::: LISTED ENTRIES
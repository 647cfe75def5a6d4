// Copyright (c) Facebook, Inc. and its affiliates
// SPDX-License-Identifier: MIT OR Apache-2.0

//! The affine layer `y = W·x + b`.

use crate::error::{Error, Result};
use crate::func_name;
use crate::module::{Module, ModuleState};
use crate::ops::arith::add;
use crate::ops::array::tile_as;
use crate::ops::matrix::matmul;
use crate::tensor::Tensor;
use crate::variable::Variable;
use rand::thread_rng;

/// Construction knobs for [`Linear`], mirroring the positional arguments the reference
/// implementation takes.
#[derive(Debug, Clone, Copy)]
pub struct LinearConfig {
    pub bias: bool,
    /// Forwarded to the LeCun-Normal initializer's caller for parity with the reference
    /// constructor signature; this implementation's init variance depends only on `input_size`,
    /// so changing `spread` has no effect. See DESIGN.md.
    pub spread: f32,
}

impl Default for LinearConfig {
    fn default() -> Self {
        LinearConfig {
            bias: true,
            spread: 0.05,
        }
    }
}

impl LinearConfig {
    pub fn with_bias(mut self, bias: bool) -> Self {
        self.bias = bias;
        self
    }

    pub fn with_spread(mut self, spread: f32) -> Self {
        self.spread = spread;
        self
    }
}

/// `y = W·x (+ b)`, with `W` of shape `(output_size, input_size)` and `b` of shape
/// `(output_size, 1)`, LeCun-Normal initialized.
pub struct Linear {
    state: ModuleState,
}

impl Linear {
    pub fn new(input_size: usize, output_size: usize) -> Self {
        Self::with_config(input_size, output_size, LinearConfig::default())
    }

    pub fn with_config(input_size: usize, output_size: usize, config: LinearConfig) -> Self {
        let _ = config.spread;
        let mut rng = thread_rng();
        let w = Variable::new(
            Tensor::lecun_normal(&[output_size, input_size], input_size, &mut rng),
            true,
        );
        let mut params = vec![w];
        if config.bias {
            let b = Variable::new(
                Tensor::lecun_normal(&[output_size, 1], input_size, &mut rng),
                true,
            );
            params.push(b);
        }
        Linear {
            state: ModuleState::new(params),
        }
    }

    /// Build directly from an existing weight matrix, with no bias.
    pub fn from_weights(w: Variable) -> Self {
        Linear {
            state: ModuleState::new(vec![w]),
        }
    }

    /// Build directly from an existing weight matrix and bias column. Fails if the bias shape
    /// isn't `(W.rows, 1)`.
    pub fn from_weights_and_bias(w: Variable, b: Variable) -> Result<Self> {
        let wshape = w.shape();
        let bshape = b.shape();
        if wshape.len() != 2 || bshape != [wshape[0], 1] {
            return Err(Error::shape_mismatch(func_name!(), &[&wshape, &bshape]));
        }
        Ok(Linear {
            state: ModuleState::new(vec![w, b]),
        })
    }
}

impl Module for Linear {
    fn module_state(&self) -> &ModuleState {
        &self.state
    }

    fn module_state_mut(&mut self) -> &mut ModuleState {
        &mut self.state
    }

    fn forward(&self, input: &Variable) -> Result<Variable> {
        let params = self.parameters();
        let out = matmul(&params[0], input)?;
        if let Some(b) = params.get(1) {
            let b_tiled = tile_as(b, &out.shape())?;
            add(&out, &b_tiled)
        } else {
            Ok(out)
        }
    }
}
::::::
::: LISTED ENTRIES
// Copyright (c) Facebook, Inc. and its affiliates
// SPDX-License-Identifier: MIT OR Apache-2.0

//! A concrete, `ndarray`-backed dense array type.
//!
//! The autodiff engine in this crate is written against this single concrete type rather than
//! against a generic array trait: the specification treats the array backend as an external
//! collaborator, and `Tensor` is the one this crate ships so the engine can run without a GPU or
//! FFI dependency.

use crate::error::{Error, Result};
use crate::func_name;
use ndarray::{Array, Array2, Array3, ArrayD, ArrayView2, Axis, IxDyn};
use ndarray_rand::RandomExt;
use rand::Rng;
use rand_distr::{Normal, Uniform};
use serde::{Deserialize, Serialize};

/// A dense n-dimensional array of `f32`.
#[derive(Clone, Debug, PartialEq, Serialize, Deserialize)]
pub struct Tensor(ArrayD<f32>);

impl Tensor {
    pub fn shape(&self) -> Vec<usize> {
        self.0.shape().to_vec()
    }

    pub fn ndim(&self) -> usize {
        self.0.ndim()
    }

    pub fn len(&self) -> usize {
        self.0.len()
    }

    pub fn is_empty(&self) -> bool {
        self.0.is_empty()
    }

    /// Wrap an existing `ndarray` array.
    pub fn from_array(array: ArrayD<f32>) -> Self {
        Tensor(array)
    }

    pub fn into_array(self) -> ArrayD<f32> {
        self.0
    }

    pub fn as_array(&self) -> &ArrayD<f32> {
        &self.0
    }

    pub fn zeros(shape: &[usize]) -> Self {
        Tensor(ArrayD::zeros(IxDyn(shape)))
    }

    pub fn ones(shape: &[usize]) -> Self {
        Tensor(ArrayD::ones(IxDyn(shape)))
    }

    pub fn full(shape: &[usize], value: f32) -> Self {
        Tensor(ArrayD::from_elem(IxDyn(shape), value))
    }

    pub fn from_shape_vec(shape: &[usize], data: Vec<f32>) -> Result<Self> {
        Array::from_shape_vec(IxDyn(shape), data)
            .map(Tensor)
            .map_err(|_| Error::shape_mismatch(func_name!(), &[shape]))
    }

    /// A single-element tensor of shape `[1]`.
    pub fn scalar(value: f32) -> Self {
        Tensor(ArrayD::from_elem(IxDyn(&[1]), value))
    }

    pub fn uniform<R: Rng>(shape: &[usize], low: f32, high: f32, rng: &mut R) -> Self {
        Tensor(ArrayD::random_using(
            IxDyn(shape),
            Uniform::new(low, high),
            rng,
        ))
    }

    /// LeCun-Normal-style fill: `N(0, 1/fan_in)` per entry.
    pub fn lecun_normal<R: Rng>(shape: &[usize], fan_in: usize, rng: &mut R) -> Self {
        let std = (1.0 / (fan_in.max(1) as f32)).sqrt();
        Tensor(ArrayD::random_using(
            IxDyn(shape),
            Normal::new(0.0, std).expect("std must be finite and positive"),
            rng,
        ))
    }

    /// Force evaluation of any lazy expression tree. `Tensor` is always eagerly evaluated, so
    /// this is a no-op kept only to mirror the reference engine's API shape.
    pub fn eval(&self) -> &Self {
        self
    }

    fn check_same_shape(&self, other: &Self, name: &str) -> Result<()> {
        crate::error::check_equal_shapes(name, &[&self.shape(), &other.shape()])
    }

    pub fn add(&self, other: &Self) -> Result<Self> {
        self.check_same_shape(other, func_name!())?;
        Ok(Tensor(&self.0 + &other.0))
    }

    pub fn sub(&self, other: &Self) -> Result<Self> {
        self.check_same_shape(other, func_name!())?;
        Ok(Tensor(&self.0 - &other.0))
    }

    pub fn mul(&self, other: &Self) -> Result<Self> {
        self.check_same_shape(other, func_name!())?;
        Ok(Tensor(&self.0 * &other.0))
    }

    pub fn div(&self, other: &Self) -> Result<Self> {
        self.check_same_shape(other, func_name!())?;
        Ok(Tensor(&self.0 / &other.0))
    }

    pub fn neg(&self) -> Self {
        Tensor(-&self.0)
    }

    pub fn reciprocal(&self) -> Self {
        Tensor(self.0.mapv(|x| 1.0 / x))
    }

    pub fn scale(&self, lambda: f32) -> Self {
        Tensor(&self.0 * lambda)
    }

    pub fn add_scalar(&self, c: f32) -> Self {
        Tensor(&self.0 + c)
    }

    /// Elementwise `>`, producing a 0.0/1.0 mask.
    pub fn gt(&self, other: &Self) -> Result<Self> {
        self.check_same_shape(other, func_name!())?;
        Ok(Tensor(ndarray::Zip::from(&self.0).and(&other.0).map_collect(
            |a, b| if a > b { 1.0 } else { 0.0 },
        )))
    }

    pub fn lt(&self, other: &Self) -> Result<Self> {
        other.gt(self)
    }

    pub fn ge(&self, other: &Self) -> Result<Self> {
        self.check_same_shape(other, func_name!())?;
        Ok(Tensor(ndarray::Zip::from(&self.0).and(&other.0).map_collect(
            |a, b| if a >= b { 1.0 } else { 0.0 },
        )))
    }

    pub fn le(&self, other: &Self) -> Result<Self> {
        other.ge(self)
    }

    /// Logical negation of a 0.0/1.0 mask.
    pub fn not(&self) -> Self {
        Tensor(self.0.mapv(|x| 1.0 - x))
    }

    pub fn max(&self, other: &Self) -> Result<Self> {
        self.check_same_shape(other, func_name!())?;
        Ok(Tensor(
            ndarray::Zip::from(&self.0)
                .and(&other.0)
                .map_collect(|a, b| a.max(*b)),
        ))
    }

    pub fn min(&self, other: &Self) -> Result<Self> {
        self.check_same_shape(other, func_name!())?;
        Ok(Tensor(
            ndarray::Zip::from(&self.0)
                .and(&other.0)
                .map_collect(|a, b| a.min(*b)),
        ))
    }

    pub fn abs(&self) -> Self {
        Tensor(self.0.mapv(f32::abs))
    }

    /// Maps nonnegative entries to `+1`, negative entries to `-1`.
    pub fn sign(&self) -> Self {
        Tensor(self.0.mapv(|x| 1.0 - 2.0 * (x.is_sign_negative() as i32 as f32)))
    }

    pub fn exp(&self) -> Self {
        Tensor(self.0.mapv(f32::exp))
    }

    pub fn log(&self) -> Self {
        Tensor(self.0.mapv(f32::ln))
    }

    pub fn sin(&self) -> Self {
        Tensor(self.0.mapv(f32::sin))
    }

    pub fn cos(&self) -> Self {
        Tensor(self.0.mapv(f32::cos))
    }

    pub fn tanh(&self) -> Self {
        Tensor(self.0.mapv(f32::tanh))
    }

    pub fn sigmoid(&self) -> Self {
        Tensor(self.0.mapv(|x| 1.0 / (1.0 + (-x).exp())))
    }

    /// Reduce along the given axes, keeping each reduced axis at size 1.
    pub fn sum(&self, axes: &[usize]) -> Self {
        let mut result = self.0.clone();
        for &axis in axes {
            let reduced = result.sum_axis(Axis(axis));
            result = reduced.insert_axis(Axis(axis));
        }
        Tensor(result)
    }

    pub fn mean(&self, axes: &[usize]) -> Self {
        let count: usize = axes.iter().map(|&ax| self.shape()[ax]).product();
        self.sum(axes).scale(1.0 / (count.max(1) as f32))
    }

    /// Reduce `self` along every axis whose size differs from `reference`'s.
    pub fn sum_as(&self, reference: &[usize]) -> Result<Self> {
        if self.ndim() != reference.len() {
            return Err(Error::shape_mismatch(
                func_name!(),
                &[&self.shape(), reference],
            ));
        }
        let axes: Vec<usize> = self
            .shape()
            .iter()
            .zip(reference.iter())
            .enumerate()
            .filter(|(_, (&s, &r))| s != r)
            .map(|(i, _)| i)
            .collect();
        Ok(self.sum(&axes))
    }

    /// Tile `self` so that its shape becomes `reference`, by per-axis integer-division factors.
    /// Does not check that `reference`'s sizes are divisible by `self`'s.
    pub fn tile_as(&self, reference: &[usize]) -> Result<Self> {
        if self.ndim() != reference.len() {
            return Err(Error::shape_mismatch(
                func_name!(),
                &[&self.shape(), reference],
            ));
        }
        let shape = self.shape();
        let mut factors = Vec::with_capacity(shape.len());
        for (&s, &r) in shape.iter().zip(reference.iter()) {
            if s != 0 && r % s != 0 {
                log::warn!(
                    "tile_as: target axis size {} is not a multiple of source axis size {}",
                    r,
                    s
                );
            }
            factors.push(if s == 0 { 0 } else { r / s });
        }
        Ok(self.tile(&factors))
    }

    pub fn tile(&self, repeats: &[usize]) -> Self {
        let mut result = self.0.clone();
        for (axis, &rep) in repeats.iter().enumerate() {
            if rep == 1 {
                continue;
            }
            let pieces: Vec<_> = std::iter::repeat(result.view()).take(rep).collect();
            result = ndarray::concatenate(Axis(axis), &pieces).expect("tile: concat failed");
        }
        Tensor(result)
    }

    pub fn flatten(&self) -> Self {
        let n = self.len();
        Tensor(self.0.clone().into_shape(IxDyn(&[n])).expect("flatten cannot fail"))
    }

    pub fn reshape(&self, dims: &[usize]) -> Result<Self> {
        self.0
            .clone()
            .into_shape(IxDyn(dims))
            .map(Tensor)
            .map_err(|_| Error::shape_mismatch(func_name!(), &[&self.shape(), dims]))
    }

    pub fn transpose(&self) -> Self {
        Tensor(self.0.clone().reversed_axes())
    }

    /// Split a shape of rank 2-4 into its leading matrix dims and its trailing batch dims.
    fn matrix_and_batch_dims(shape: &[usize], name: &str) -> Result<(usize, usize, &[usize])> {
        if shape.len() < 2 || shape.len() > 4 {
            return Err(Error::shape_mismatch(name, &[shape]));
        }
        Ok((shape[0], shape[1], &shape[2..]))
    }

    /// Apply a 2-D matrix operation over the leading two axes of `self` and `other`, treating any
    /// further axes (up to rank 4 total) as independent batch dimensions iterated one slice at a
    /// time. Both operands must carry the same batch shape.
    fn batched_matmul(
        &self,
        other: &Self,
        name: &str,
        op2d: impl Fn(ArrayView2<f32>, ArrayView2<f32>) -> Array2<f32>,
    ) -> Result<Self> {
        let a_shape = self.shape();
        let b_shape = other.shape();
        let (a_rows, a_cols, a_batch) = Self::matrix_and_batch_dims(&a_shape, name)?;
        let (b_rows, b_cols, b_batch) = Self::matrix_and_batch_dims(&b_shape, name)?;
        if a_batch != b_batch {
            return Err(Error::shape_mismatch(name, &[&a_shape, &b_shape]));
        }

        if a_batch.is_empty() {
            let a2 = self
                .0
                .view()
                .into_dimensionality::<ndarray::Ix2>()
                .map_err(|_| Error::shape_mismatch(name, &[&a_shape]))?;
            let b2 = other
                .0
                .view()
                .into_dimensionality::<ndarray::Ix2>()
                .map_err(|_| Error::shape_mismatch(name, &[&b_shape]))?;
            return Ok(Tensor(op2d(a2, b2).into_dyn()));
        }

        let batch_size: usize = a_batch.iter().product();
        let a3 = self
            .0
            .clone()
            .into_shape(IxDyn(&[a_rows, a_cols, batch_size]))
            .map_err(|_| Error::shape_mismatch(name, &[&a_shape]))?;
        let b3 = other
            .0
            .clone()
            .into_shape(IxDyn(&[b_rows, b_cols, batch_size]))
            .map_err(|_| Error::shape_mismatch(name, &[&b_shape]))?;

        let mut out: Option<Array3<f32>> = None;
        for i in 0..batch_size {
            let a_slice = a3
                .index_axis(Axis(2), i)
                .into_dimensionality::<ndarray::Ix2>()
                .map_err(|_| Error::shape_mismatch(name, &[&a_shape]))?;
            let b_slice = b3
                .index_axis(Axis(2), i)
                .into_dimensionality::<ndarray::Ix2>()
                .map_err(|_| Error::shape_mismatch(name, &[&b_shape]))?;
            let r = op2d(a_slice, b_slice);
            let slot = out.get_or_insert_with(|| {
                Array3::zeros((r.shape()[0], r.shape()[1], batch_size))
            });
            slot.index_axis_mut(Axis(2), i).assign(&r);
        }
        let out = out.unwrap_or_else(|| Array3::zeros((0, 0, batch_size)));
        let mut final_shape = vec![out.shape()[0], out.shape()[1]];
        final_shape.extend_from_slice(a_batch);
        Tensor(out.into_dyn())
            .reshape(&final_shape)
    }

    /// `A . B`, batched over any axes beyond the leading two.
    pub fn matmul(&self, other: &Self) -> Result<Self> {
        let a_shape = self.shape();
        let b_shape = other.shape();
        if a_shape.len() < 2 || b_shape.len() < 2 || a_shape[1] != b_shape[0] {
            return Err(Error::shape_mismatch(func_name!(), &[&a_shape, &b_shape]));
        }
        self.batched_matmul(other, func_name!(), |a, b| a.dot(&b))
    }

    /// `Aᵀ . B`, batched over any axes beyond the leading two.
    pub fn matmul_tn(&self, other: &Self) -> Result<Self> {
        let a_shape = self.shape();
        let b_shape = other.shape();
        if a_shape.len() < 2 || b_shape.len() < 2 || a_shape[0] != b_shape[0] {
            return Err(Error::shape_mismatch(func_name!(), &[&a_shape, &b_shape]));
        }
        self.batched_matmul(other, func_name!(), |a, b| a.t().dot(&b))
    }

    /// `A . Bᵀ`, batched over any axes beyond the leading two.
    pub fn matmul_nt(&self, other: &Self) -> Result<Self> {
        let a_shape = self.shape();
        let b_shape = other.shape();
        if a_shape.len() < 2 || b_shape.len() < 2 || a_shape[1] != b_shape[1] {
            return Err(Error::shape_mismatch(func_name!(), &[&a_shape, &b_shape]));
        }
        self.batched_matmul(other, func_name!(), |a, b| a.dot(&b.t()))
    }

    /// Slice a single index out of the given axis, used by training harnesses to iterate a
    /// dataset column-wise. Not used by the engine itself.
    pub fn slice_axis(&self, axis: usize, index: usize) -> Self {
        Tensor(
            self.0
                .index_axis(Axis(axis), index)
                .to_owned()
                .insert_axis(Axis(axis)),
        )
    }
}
::::::
WHAT TO WORK ON: Filter the entries above down to the lines that hold the word "bshape", and copy those lines.

SOLUTION BELOW:
        let bshape = b.shape();
        if wshape.len() != 2 || bshape != [wshape[0], 1] {
            return Err(Error::shape_mismatch(func_name!(), &[&wshape, &bshape]));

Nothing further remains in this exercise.